■ Directions ■
Go from the first line below to the one with "pub struct Cli" and print each line exactly.

(Entries supplied)

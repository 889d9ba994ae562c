//! CLI argument structures

use clap::{Args, Parser, Subcommand};
use std::path::PathBuf;

/// Remove old versions of a project's Lambda functions
#[derive(Parser)]
#[command(name = "lambda-prune")]
#[command(about = "lambda-prune - Delete old Lambda function versions, keeping aliased and recent ones", long_about = None)]
#[command(version)]
pub struct Cli {
    /// Enable verbose output (-v for debug, -vv for trace, -vvv for all)
    #[arg(short, long, action = clap::ArgAction::Count, global = true)]
    pub verbose: u8,

    /// Path to the project manifest (default: search upwards from the current directory)
    #[arg(long, global = true, value_name = "PATH")]
    pub project: Option<PathBuf>,

    #[command(subcommand)]
    pub command: Commands,
}

#[derive(Subcommand)]
pub enum Commands {
    /// Prune old versions of the project's functions
    Prune(PruneArgs),

    /// Hook run after a deployment; prunes only with --prune
    PostDeploy {
        /// Prune after deploying
        #[arg(short, long)]
        prune: bool,

        #[command(flatten)]
        args: PruneArgs,
    },
}

#[derive(Debug, Clone, Default, Args)]
pub struct PruneArgs {
    /// Functions to prune (default: functions under the current directory)
    #[arg(value_name = "FUNCTION")]
    pub names: Vec<String>,

    /// Only prune deployments of this stage
    #[arg(short, long)]
    pub stage: Option<String>,

    /// Only prune in this region
    #[arg(short, long)]
    pub region: Option<String>,

    /// Prune every function of the project
    #[arg(short, long)]
    pub all: bool,

    /// Number of recent versions to keep (default: from the manifest, else 3)
    #[arg(short = 'n', long = "number", value_name = "N")]
    pub number: Option<usize>,

    /// Show what would be deleted without deleting anything
    #[arg(long)]
    pub dry_run: bool,

    /// Print the report as JSON
    #[arg(long)]
    pub json: bool,
}
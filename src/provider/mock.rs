//! In-memory provider used by tests and dry wiring
//!
//! Functions are registered per (region, lambda name). Throttles and failures
//! can be scripted per operation, and every call is recorded for verification.

use super::{AliasRecord, LambdaProvider, ProviderError, RequestScope, VersionRecord};
use async_trait::async_trait;
use std::collections::HashMap;
use std::sync::atomic::{AtomicUsize, Ordering};
use std::sync::{Arc, Mutex, MutexGuard};
use std::time::Duration;

/// Kind of remote operation issued against the provider
#[derive(Debug, Clone, Copy, PartialEq, Eq, Hash)]
pub enum CallKind {
    ListAliases,
    ListVersions,
    DeleteVersion,
}

/// A recorded provider call
#[derive(Debug, Clone, PartialEq, Eq)]
pub struct ProviderCall {
    pub kind: CallKind,
    pub region: String,
    pub stage: Option<String>,
    pub lambda_name: String,
    pub version: Option<String>,
}

#[derive(Debug, Clone, Default)]
struct MockFunction {
    versions: Vec<VersionRecord>,
    aliases: Vec<AliasRecord>,
}

type FunctionKey = (String, String);
type ScriptKey = (CallKind, String, Option<String>);

#[derive(Default)]
struct MockState {
    functions: HashMap<FunctionKey, MockFunction>,
    throttles: HashMap<ScriptKey, usize>,
    failures: HashMap<ScriptKey, ProviderError>,
    calls: Vec<ProviderCall>,
}

/// Scriptable [`LambdaProvider`] backed by in-memory state
#[derive(Clone, Default)]
pub struct MockLambdaProvider {
    state: Arc<Mutex<MockState>>,
    delete_delay: Option<Duration>,
    active_deletes: Arc<AtomicUsize>,
    max_active_deletes: Arc<AtomicUsize>,
}

impl MockLambdaProvider {
    pub fn new() -> Self {
        Self::default()
    }

    /// Register a deployed function in a region
    pub fn with_function(
        self,
        region: &str,
        lambda_name: &str,
        versions: Vec<VersionRecord>,
        aliases: Vec<AliasRecord>,
    ) -> Self {
        self.lock().functions.insert(
            (region.to_string(), lambda_name.to_string()),
            MockFunction { versions, aliases },
        );
        self
    }

    /// Make every delete call sleep, so concurrent deletes overlap
    pub fn with_delete_delay(mut self, delay: Duration) -> Self {
        self.delete_delay = Some(delay);
        self
    }

    /// Throttle the next `times` calls of `kind` against `lambda_name`
    ///
    /// For deletes `version` narrows the script to one version.
    pub fn throttle(
        &self,
        kind: CallKind,
        lambda_name: &str,
        version: Option<&str>,
        times: usize,
    ) {
        self.lock().throttles.insert(
            (kind, lambda_name.to_string(), version.map(str::to_string)),
            times,
        );
    }

    /// Fail every call of `kind` against `lambda_name` with `error`
    pub fn fail(
        &self,
        kind: CallKind,
        lambda_name: &str,
        version: Option<&str>,
        error: ProviderError,
    ) {
        self.lock().failures.insert(
            (kind, lambda_name.to_string(), version.map(str::to_string)),
            error,
        );
    }

    /// All calls issued so far, in issue order
    pub fn calls(&self) -> Vec<ProviderCall> {
        self.lock().calls.clone()
    }

    pub fn calls_of(&self, kind: CallKind) -> Vec<ProviderCall> {
        self.calls().into_iter().filter(|c| c.kind == kind).collect()
    }

    /// Versions still present for a function
    pub fn remaining_versions(&self, region: &str, lambda_name: &str) -> Vec<String> {
        self.lock()
            .functions
            .get(&(region.to_string(), lambda_name.to_string()))
            .map(|f| f.versions.iter().map(|v| v.version.clone()).collect())
            .unwrap_or_default()
    }

    /// Highest number of deletes that were in flight at the same time
    pub fn max_concurrent_deletes(&self) -> usize {
        self.max_active_deletes.load(Ordering::SeqCst)
    }

    fn lock(&self) -> MutexGuard<'_, MockState> {
        // A panicking test thread must not hide the state from later assertions
        self.state.lock().unwrap_or_else(|e| e.into_inner())
    }

    /// Record the call and apply any scripted throttle or failure
    fn enter(
        &self,
        kind: CallKind,
        scope: &RequestScope,
        lambda_name: &str,
        version: Option<&str>,
    ) -> Result<(), ProviderError> {
        let mut state = self.lock();
        state.calls.push(ProviderCall {
            kind,
            region: scope.region.clone(),
            stage: scope.stage.clone(),
            lambda_name: lambda_name.to_string(),
            version: version.map(str::to_string),
        });

        let keys = [
            (kind, lambda_name.to_string(), version.map(str::to_string)),
            (kind, lambda_name.to_string(), None),
        ];
        for key in &keys {
            if let Some(remaining) = state.throttles.get_mut(key) {
                if *remaining > 0 {
                    *remaining -= 1;
                    return Err(ProviderError::throttled());
                }
            }
        }
        for key in &keys {
            if let Some(error) = state.failures.get(key) {
                return Err(error.clone());
            }
        }
        Ok(())
    }

    fn not_found(scope: &RequestScope, lambda_name: &str) -> ProviderError {
        ProviderError::new(format!(
            "Function not found: {} in {}",
            lambda_name, scope.region
        ))
        .with_status(404)
        .with_error_code("ResourceNotFoundException")
    }
}

#[async_trait]
impl LambdaProvider for MockLambdaProvider {
    async fn list_aliases(
        &self,
        scope: &RequestScope,
        lambda_name: &str,
    ) -> Result<Vec<AliasRecord>, ProviderError> {
        self.enter(CallKind::ListAliases, scope, lambda_name, None)?;
        self.lock()
            .functions
            .get(&(scope.region.clone(), lambda_name.to_string()))
            .map(|f| f.aliases.clone())
            .ok_or_else(|| Self::not_found(scope, lambda_name))
    }

    async fn list_versions(
        &self,
        scope: &RequestScope,
        lambda_name: &str,
    ) -> Result<Vec<VersionRecord>, ProviderError> {
        self.enter(CallKind::ListVersions, scope, lambda_name, None)?;
        self.lock()
            .functions
            .get(&(scope.region.clone(), lambda_name.to_string()))
            .map(|f| f.versions.clone())
            .ok_or_else(|| Self::not_found(scope, lambda_name))
    }

    async fn delete_version(
        &self,
        scope: &RequestScope,
        lambda_name: &str,
        version: &str,
    ) -> Result<(), ProviderError> {
        self.enter(CallKind::DeleteVersion, scope, lambda_name, Some(version))?;

        let active = self.active_deletes.fetch_add(1, Ordering::SeqCst) + 1;
        self.max_active_deletes.fetch_max(active, Ordering::SeqCst);
        if let Some(delay) = self.delete_delay {
            tokio::time::sleep(delay).await;
        }
        self.active_deletes.fetch_sub(1, Ordering::SeqCst);

        let mut state = self.lock();
        let function = state
            .functions
            .get_mut(&(scope.region.clone(), lambda_name.to_string()))
            .ok_or_else(|| Self::not_found(scope, lambda_name))?;
        function.versions.retain(|v| v.version != version);
        Ok(())
    }
}
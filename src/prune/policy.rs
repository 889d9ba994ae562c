//! Retention policy deciding which versions survive a prune
//!
//! Versions referenced by an alias and the `$LATEST` marker are always kept.
//! On top of those, the `keep_count` most recently modified versions are kept.
//! Everything else the provider reported is deleted.

use crate::provider::{AliasRecord, VersionRecord, LATEST_VERSION};
use serde::Serialize;
use std::collections::BTreeSet;

/// Partition of version identifiers into survivors and victims
#[derive(Debug, Clone, Default, PartialEq, Eq, Serialize)]
pub struct RetentionDecision {
    pub keep: BTreeSet<String>,
    pub delete: BTreeSet<String>,
}

impl RetentionDecision {
    pub fn should_delete(&self, version: &str) -> bool {
        self.delete.contains(version)
    }
}

/// Decide which versions to keep and which to delete
///
/// Ties on `last_modified` keep the order the provider reported.
pub fn decide(
    versions: &[VersionRecord],
    aliases: &[AliasRecord],
    keep_count: usize,
) -> RetentionDecision {
    let mut keep: BTreeSet<String> = aliases
        .iter()
        .map(|alias| alias.function_version.clone())
        .collect();
    keep.insert(LATEST_VERSION.to_string());

    let mut newest_first: Vec<&VersionRecord> = versions.iter().collect();
    // sort_by is stable
    newest_first.sort_by(|a, b| b.last_modified.cmp(&a.last_modified));

    let mut remaining = keep_count;
    for record in newest_first {
        if remaining == 0 {
            break;
        }
        if keep.insert(record.version.clone()) {
            remaining -= 1;
        }
    }

    let delete = versions
        .iter()
        .filter(|record| !keep.contains(&record.version))
        .map(|record| record.version.clone())
        .collect();

    RetentionDecision { keep, delete }
}
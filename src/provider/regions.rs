//! Region identifiers accepted by the Lambda service

/// Regions in which AWS Lambda is offered
pub const LAMBDA_REGIONS: &[&str] = &[
    "us-east-1",
    "us-east-2",
    "us-west-1",
    "us-west-2",
    "af-south-1",
    "ap-east-1",
    "ap-south-1",
    "ap-south-2",
    "ap-southeast-1",
    "ap-southeast-2",
    "ap-southeast-3",
    "ap-southeast-4",
    "ap-northeast-1",
    "ap-northeast-2",
    "ap-northeast-3",
    "ca-central-1",
    "ca-west-1",
    "eu-central-1",
    "eu-central-2",
    "eu-west-1",
    "eu-west-2",
    "eu-west-3",
    "eu-south-1",
    "eu-south-2",
    "eu-north-1",
    "il-central-1",
    "me-south-1",
    "me-central-1",
    "sa-east-1",
    "us-gov-east-1",
    "us-gov-west-1",
    "cn-north-1",
    "cn-northwest-1",
];
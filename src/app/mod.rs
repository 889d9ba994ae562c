//! Application module
//!
//! Process-level concerns: configuration, logging setup and fatal error
//! reporting.

pub mod config;
pub mod error_handling;
pub mod logging;

pub use config::AppConfig;
pub use error_handling::handle_fatal_error;
pub use logging::init_logging;
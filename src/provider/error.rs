//! Error type for remote provider calls

use thiserror::Error;

/// HTTP status the provider uses to signal rate limiting
pub const THROTTLE_STATUS: u16 = 429;

/// Error code for a response that could not be interpreted
pub const MALFORMED_RESPONSE: &str = "MalformedResponse";

/// Failure reported by a provider list/delete call
#[derive(Error, Debug, Clone, PartialEq, Eq)]
#[error("{message}")]
pub struct ProviderError {
    /// HTTP status of the failed response, if one was received
    pub status_code: Option<u16>,
    /// Service error code (e.g. `ResourceNotFoundException`)
    pub error_code: Option<String>,
    pub message: String,
}

impl ProviderError {
    pub fn new(message: impl Into<String>) -> Self {
        Self {
            status_code: None,
            error_code: None,
            message: message.into(),
        }
    }

    /// Create the error the provider returns when rate limiting a caller
    pub fn throttled() -> Self {
        Self::new("Rate exceeded")
            .with_status(THROTTLE_STATUS)
            .with_error_code("TooManyRequestsException")
    }

    /// Create the error for a successful response carrying unusable data
    pub fn malformed(message: impl Into<String>) -> Self {
        Self::new(message).with_error_code(MALFORMED_RESPONSE)
    }

    pub fn with_status(mut self, status: u16) -> Self {
        self.status_code = Some(status);
        self
    }

    pub fn with_error_code(mut self, code: impl Into<String>) -> Self {
        self.error_code = Some(code.into());
        self
    }

    /// Whether the provider rejected the call because of its request-rate limits
    pub fn is_throttle(&self) -> bool {
        self.status_code == Some(THROTTLE_STATUS)
    }

    pub fn is_not_found(&self) -> bool {
        self.status_code == Some(404)
    }

    pub fn is_malformed(&self) -> bool {
        self.status_code.is_none() && self.error_code.as_deref() == Some(MALFORMED_RESPONSE)
    }
}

(End Entries supplied)

■ Solution ■
repository 889d9ba994ae562c
//! CLI argument structures

use clap::{Args, Parser, Subcommand};
use std::path::PathBuf;

/// Remove old versions of a project's Lambda functions
#[derive(Parser)]
#[command(name = "lambda-prune")]
#[command(about = "lambda-prune - Delete old Lambda function versions, keeping aliased and recent ones", long_about = None)]
#[command(version)]
pub struct Cli {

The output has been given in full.